Parecía que el ex presidente hacía una representación de una fiesta colombina, que el marianismo había quedado como museo naval

Rajoy no se dio cuenta de eso en Cataluña, la derecha se rompió por las costuras de sus codos, y Casado está intentando recomponer esto con plásticos europeos, nubes pintadas en los culos de los políticos y una sola palabra, esa libertad. “No son buenos los sectarismos ni los doctrinarios”, dijo Rajoy, con tino. Sostenía Bertrand Russell, más o menos, que todos los fines de la política que no pasen por mejorar directamente la vida de los ciudadanos son secundarios, o prescindibles, o espurios. La diferencia entre el PP y Vox no puede estar en arrimarse más o menos a la antipolítica. Casado, hace no mucho, hablando de los inmigrantes, afirmó que tenían que respetar nuestras costumbres. Esa palabra, “costumbre”, que no es vocablo cívico, sino creencia particular, ya lo sitúa en la antipolítica. Debería haber dicho “ley”. Respetar la ley. Debe de ser la política la que desarme a la antipolítica, y eso quizá empieza por usar el vocabulario cívico, no esencialista ni mágico ni de bombero.

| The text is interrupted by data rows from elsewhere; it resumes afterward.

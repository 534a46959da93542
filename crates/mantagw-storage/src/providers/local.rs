//! Local filesystem directory store.
//!
//! Mirrors the Manta namespace on disk so the gateway can run without a
//! remote service. Object bodies live under `<root>/tree`, and each
//! object's content type and etag are kept in a JSON sidecar under
//! `<root>/meta` so they never show up in listings. Sidecars are named by
//! a digest of the object path, so the sidecar namespace is flat and
//! cannot collide with the shape of the object tree.

use std::path::{Component, Path, PathBuf};

use async_trait::async_trait;
use base64::Engine;
use base64::engine::general_purpose::URL_SAFE_NO_PAD;
use bytes::Bytes;
use chrono::{DateTime, Utc};
use serde::{Deserialize, Serialize};
use sha2::{Digest, Sha256};
use tokio::fs;
use tokio_util::io::ReaderStream;
use tracing::debug;

use mantagw_core::error::{AppError, ErrorKind};
use mantagw_core::path::ROOT_STORE;
use mantagw_core::result::AppResult;
use mantagw_core::traits::directory::{
    DIRECTORY_CONTENT_TYPE, DirectoryEntry, DirectoryStore, EntryType, PutObjectRequest,
    RemoteObject,
};

/// Per-object attributes stored beside the namespace.
#[derive(Debug, Clone, Serialize, Deserialize)]
struct ObjectSidecar {
    content_type: String,
    etag: String,
}

/// Directory store rooted in a local directory.
#[derive(Debug, Clone)]
pub struct LocalDirectoryStore {
    /// Namespace root; `/stor/a` lives at `<tree>/stor/a`.
    tree: PathBuf,
    /// Sidecar root, one file per object.
    meta: PathBuf,
}

impl LocalDirectoryStore {
    /// Create a store rooted at `root_path`, creating the root store
    /// directory if needed.
    pub async fn new(root_path: &str) -> AppResult<Self> {
        let root = PathBuf::from(root_path);
        let store = Self {
            tree: root.join("tree"),
            meta: root.join("meta"),
        };

        for dir in [
            store.tree.join(ROOT_STORE.trim_start_matches('/')),
            store.meta.clone(),
        ] {
            fs::create_dir_all(&dir).await.map_err(|e| {
                AppError::with_source(
                    ErrorKind::Storage,
                    format!("Failed to create storage root: {}", dir.display()),
                    e,
                )
            })?;
        }

        tracing::info!(root = %root.display(), "Initialized local directory store");
        Ok(store)
    }

    /// Relative form of an absolute store path, rejecting traversal.
    fn relative(path: &str) -> AppResult<PathBuf> {
        let rel = PathBuf::from(path.trim_start_matches('/'));
        if rel
            .components()
            .any(|c| !matches!(c, Component::Normal(_)))
        {
            return Err(AppError::validation(format!("Invalid path: {path}")));
        }
        if rel.as_os_str().is_empty() {
            return Err(AppError::validation("Path is empty"));
        }
        Ok(rel)
    }

    fn resolve(&self, path: &str) -> AppResult<PathBuf> {
        Ok(self.tree.join(Self::relative(path)?))
    }

    fn sidecar_path(&self, path: &str) -> AppResult<PathBuf> {
        let rel = Self::relative(path)?;
        let key: Vec<_> = rel.components().map(|c| c.as_os_str().to_string_lossy()).collect();
        let digest = Sha256::digest(key.join("/").as_bytes());
        Ok(self
            .meta
            .join(format!("{}.json", URL_SAFE_NO_PAD.encode(digest))))
    }

    async fn read_sidecar(&self, path: &str) -> Option<ObjectSidecar> {
        let file = self.sidecar_path(path).ok()?;
        let raw = fs::read(&file).await.ok()?;
        serde_json::from_slice(&raw).ok()
    }

    async fn write_sidecar(&self, path: &str, sidecar: &ObjectSidecar) -> AppResult<()> {
        let file = self.sidecar_path(path)?;
        let raw = serde_json::to_vec(sidecar)?;
        fs::write(&file, raw)
            .await
            .map_err(|e| io_error(e, "write metadata", path))
    }

    async fn remove_sidecar(&self, path: &str) {
        let Ok(file) = self.sidecar_path(path) else {
            return;
        };
        if let Err(e) = fs::remove_file(&file).await
            && e.kind() != std::io::ErrorKind::NotFound
        {
            debug!(path, error = %e, "Failed to remove object metadata");
        }
    }

    /// Require the parent of `full` to be an existing directory.
    async fn ensure_parent_dir(full: &Path, path: &str) -> AppResult<()> {
        let parent = full
            .parent()
            .ok_or_else(|| AppError::validation(format!("Invalid path: {path}")))?;
        match fs::metadata(parent).await {
            Ok(meta) if meta.is_dir() => Ok(()),
            Ok(_) => Err(AppError::validation(format!(
                "Parent of {path} is not a directory"
            ))),
            Err(e) if e.kind() == std::io::ErrorKind::NotFound => Err(AppError::not_found(
                format!("Parent directory of {path} does not exist"),
            )),
            Err(e) => Err(io_error(e, "stat parent of", path)),
        }
    }

    async fn read_entries(&self, full: &Path, path: &str) -> AppResult<Vec<DirectoryEntry>> {
        let mut entries = Vec::new();
        let mut dir = fs::read_dir(full)
            .await
            .map_err(|e| io_error(e, "list directory", path))?;

        while let Some(entry) = dir
            .next_entry()
            .await
            .map_err(|e| io_error(e, "read directory entry in", path))?
        {
            let entry_meta = entry
                .metadata()
                .await
                .map_err(|e| io_error(e, "stat entry in", path))?;
            let name = entry.file_name().to_string_lossy().to_string();
            let modified_time = modified(&entry_meta);

            if entry_meta.is_dir() {
                entries.push(DirectoryEntry {
                    name,
                    entry_type: EntryType::Directory,
                    modified_time,
                    size: None,
                    etag: None,
                });
            } else {
                let child = format!("{}/{}", path.trim_end_matches('/'), name);
                let etag = self.read_sidecar(&child).await.map(|s| s.etag);
                entries.push(DirectoryEntry {
                    name,
                    entry_type: EntryType::Object,
                    modified_time,
                    size: Some(entry_meta.len()),
                    etag,
                });
            }
        }

        entries.sort_by(|a, b| a.name.cmp(&b.name));
        Ok(entries)
    }
}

“Estoy estupendamente. Las cosas malas que me pasan las olvido”, dijo Rajoy. El PP no debería olvidarlas. Entre la pachorra de percebeiro y la cabeza cuadrada de tenedor de cuentas, por un lado, y el mesías mitológico con cruzada de Capitán Trueno, que relincha en sueños, aún hay mucha derecha por desarrollar. Rajoy funcionó hasta que funcionó. Luego, no supo hacer otra cosa. Soraya, que estaba en la tercera fila, como en el tercer círculo de antepasados de la comodita de la casa, seguramente hubiera hecho lo mismo con más cicuta y más cigarrillo con boquilla. La convención ha empezado bien por su lema, la libertad. La libertad está en contra del designio y de la fatalidad y del odio y hasta del heroísmo, con los que no puede funcionar un partido ni un país, sólo un tebeo.